First, lets define information gain as a function in R. This function accepts a column vector x which represents the values of a given predictor. Additionally, it accepts y, a vector of responses the same length as x. Finally, it accepts split which is a numeric split point under evaluation.

info_gain <- function(x, y, split) {
  
  # Extract values above and below a point
  lo <- y[x <  split]
  hi <- y[x >= split]
  
  # Early return if standard deviation cannot be used
  if (length(lo) < 2 || length(hi) < 2) {
    return(-Inf)
  }
  
  # Return standard deviation reduction
  sd(y) - (sd(lo) + sd(hi))
}

Here we define a function that determines the best split to maximize the amount of information gained. It accepts x and y just like the function above. It also accepts an argument trials which corresponds with the number of splits we should try.

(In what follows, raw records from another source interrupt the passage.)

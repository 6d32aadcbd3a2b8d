//! Synchronous publish/subscribe hub
//!
//! Every state change leaves the simulation through here. Delivery is in
//! registration order, on the caller's stack. A handler may publish follow-up
//! events through its [`Outbox`]; those are delivered depth-first as soon as
//! that handler returns, before the next handler for the original event runs.

use std::collections::HashMap;

use serde::Serialize;
use thiserror::Error;

use super::shop::{PurchaseFailure, ShopItem};
use super::state::{StatePath, StateValue};
use super::weapon::WeaponKind;

/// Every notification the core emits, with its payload
#[derive(Debug, Clone, PartialEq, Serialize)]
pub enum GameEvent {
    PlayerDamaged {
        /// Raw damage before armor absorption
        amount: f32,
        health: f32,
        armor: f32,
    },
    PlayerDied,
    EnemyKilled {
        kills: u32,
    },
    EnemyHeadshot {
        kills: u32,
    },
    WeaponFired {
        weapon: WeaponKind,
        ammo_left: u32,
    },
    WeaponSwitched {
        weapon: WeaponKind,
    },
    WeaponEmpty {
        weapon: WeaponKind,
    },
    ItemPurchased {
        item: ShopItem,
        price: u32,
        coins_left: u32,
    },
    PurchaseFailed {
        item: ShopItem,
        reason: PurchaseFailure,
    },
    ArmorBroken,
    StateChanged {
        path: StatePath,
        old: StateValue,
        new: StateValue,
    },
    GameStarted,
    GameOver {
        kills: u32,
        coins: u32,
        /// Seconds of simulated time the round lasted
        survived: f32,
    },
    GameRestarted,
}

/// Subscription key: the name of an event without its payload
#[derive(Debug, Clone, Copy, PartialEq, Eq, Hash, PartialOrd, Ord, Serialize)]
pub enum EventKind {
    PlayerDamaged,
    PlayerDied,
    EnemyKilled,
    EnemyHeadshot,
    WeaponFired,
    WeaponSwitched,
    WeaponEmpty,
    ItemPurchased,
    PurchaseFailed,
    ArmorBroken,
    StateChanged,
    GameStarted,
    GameOver,
    GameRestarted,
}

impl EventKind {
    pub const ALL: [EventKind; 14] = [
        EventKind::PlayerDamaged,
        EventKind::PlayerDied,
        EventKind::EnemyKilled,
        EventKind::EnemyHeadshot,
        EventKind::WeaponFired,
        EventKind::WeaponSwitched,
        EventKind::WeaponEmpty,
        EventKind::ItemPurchased,
        EventKind::PurchaseFailed,
        EventKind::ArmorBroken,
        EventKind::StateChanged,
        EventKind::GameStarted,
        EventKind::GameOver,
        EventKind::GameRestarted,
    ];

    /// Wire name, as used by UI/audio listeners
    pub fn as_str(&self) -> &'static str {
        match self {
            EventKind::PlayerDamaged => "PLAYER_DAMAGED",
            EventKind::PlayerDied => "PLAYER_DIED",
            EventKind::EnemyKilled => "ENEMY_KILLED",
            EventKind::EnemyHeadshot => "ENEMY_HEADSHOT",
            EventKind::WeaponFired => "WEAPON_FIRED",
            EventKind::WeaponSwitched => "WEAPON_SWITCHED",
            EventKind::WeaponEmpty => "WEAPON_EMPTY",
            EventKind::ItemPurchased => "ITEM_PURCHASED",
            EventKind::PurchaseFailed => "PURCHASE_FAILED",
            EventKind::ArmorBroken => "ARMOR_BROKEN",
            EventKind::StateChanged => "STATE_CHANGED",
            EventKind::GameStarted => "GAME_STARTED",
            EventKind::GameOver => "GAME_OVER",
            EventKind::GameRestarted => "GAME_RESTARTED",
        }
    }

    pub fn from_str(s: &str) -> Option<Self> {
        Self::ALL.into_iter().find(|k| k.as_str() == s)
    }
}

impl GameEvent {
    pub fn kind(&self) -> EventKind {
        match self {
            GameEvent::PlayerDamaged { .. } => EventKind::PlayerDamaged,
            GameEvent::PlayerDied => EventKind::PlayerDied,
            GameEvent::EnemyKilled { .. } => EventKind::EnemyKilled,
            GameEvent::EnemyHeadshot { .. } => EventKind::EnemyHeadshot,
            GameEvent::WeaponFired { .. } => EventKind::WeaponFired,
            GameEvent::WeaponSwitched { .. } => EventKind::WeaponSwitched,
            GameEvent::WeaponEmpty { .. } => EventKind::WeaponEmpty,
            GameEvent::ItemPurchased { .. } => EventKind::ItemPurchased,
            GameEvent::PurchaseFailed { .. } => EventKind::PurchaseFailed,
            GameEvent::ArmorBroken => EventKind::ArmorBroken,
            GameEvent::StateChanged { .. } => EventKind::StateChanged,
            GameEvent::GameStarted => EventKind::GameStarted,
            GameEvent::GameOver { .. } => EventKind::GameOver,
            GameEvent::GameRestarted => EventKind::GameRestarted,
        }
    }
}

/// Failure reported by a listener; logged and swallowed by the channel
#[derive(Debug, Clone, Error)]
#[error("{0}")]
pub struct HandlerError(pub String);

impl HandlerError {
    pub fn new(msg: impl Into<String>) -> Self {
        Self(msg.into())
    }
}

pub type HandlerResult = Result<(), HandlerError>;

/// Events a handler wants published once it returns
#[derive(Debug, Default)]
pub struct Outbox {
    pending: Vec<GameEvent>,
}

impl Outbox {
    pub fn publish(&mut self, event: GameEvent) {
        self.pending.push(event);
    }
}

/// Token returned by `subscribe`, used to unsubscribe
#[derive(Debug, Clone, Copy, PartialEq, Eq, Hash, PartialOrd, Ord)]
pub struct SubscriptionId(u64);

type Handler = Box<dyn FnMut(&GameEvent, &mut Outbox) -> HandlerResult>;

struct Subscription {
    id: SubscriptionId,
    once: bool,
    handler: Handler,
}

/// Publish/subscribe hub keyed by [`EventKind`]
#[derive(Default)]
pub struct EventChannel {
    handlers: HashMap<EventKind, Vec<Subscription>>,
    next_id: u64,
}

impl std::fmt::Debug for EventChannel {
    fn fmt(&self, f: &mut std::fmt::Formatter<'_>) -> std::fmt::Result {
        let mut counts: Vec<_> = self.handlers.iter().map(|(k, v)| (*k, v.len())).collect();
        counts.sort();
        f.debug_struct("EventChannel")
            .field("handlers", &counts)
            .field("next_id", &self.next_id)
            .finish()
    }
}

impl EventChannel {
    pub fn new() -> Self {
        Self::default()
    }

    fn register(&mut self, kind: EventKind, once: bool, handler: Handler) -> SubscriptionId {
        let id = SubscriptionId(self.next_id);
        self.next_id += 1;
        self.handlers.entry(kind).or_default().push(Subscription { id, once, handler });
        id
    }

    /// Register a handler for every future `kind` event
    pub fn subscribe<F>(&mut self, kind: EventKind, handler: F) -> SubscriptionId
    where
        F: FnMut(&GameEvent, &mut Outbox) -> HandlerResult + 'static,
    {
        self.register(kind, false, Box::new(handler))
    }

    /// Register a handler that is dropped after its first invocation
    pub fn subscribe_once<F>(&mut self, kind: EventKind, handler: F) -> SubscriptionId
    where
        F: FnMut(&GameEvent, &mut Outbox) -> HandlerResult + 'static,
    {
        self.register(kind, true, Box::new(handler))
    }

    /// Remove a handler. Returns false if it was not registered under `kind`.
    pub fn unsubscribe(&mut self, kind: EventKind, id: SubscriptionId) -> bool {
        if let Some(subs) = self.handlers.get_mut(&kind) {
            if let Some(pos) = subs.iter().position(|s| s.id == id) {
                subs.remove(pos);
                return true;
            }
        }
        false
    }

    /// Remove every handler for `kind`, or for all kinds when `None`
    pub fn clear(&mut self, kind: Option<EventKind>) {
        match kind {
            Some(kind) => {
                self.handlers.remove(&kind);
            }
            None => self.handlers.clear(),
        }
    }

    pub fn handler_count(&self, kind: EventKind) -> usize {
        self.handlers.get(&kind).map(Vec::len).unwrap_or(0)
    }

    /// Deliver `event` to its handlers in registration order.
    ///
    /// While a kind is being dispatched its handlers are out of the map, so a
    /// nested publish of the same kind reaches nobody.
    pub fn publish(&mut self, event: &GameEvent) {
        let kind = event.kind();
        let Some(subs) = self.handlers.remove(&kind) else {
            return;
        };

        let mut kept = Vec::with_capacity(subs.len());
        for mut sub in subs {
            let mut outbox = Outbox::default();
            if let Err(err) = (sub.handler)(event, &mut outbox) {
                log::error!("{} handler {:?} failed: {}", kind.as_str(), sub.id, err);
            }

            if !sub.once {
                kept.push(sub);
            }

            for nested in outbox.pending {
                self.publish(&nested);
            }
        }

        if !kept.is_empty() {
            self.handlers.insert(kind, kept);
        }
    }
}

best_split <- function(x, y, trials) {
  
  # Determine the minimum and maximim x
  x_rng <- range(x)
  x_dif <- diff(x_rng)
  
  # Create a vector of splits
  splits <-
    seq(
      x_rng[1] + 0.1 * x_dif,
      x_rng[2] + 0.9 * x_dif,
      length.out = trials
    )
  
  # Determine information gained by splits
  info <-
    splits |>
    purrr::map_dbl(
      info_gain,
      x = x,
      y = y
    )
  
  # Return the best split
  splits[which.max(info)]
}

Finally, we will create functions which orchestrate the training and prediction of a model using recursion. They accept x and y from above. In addition, the train function accepts trials and min_split arguments which correspond to the number of split trials and minimum number of observations, respectively.

train_recursive <- function(x, y, trials = 2, min_split = 4) {
  
  if (length(x) < min_split) {
    return(list(response = mean(y)))
  }
  
  best <- best_split(x, y, trials)
  
  list(
    split = best,
    left = train_recursive(x[x < best], y[x < best]),
    right = train_recursive(x[x >= best], y[x >= best])
  )
}

predict_recursive <- function(x, model) {
  
  if (is.null(model$split)) {
    return(model$response)
  }
  
  if (x < model$split) {
    predict_recursive(x, model$left)
  } else {
    predict_recursive(x, model$right)
  }
  
}

Now we can use them to train a simple model! Suppose we have the following data and we want to fit a line to these points. There is a very obvious repeating pattern as well as an overarching logarithmic response. This would be very difficult to model with linear regression, but our decision tree has no issue fitting this data!

# Training data
x <- seq(1, 50, 0.5)
y <- x * 0.1 + sin(x) + runif(length(x), -0.5, 0.5)

# Fit a model
mod <- train_recursive(x, y)

# Get predictions for range of x
y_hat <- purrr::map_dbl(x, predict_recursive, model = mod)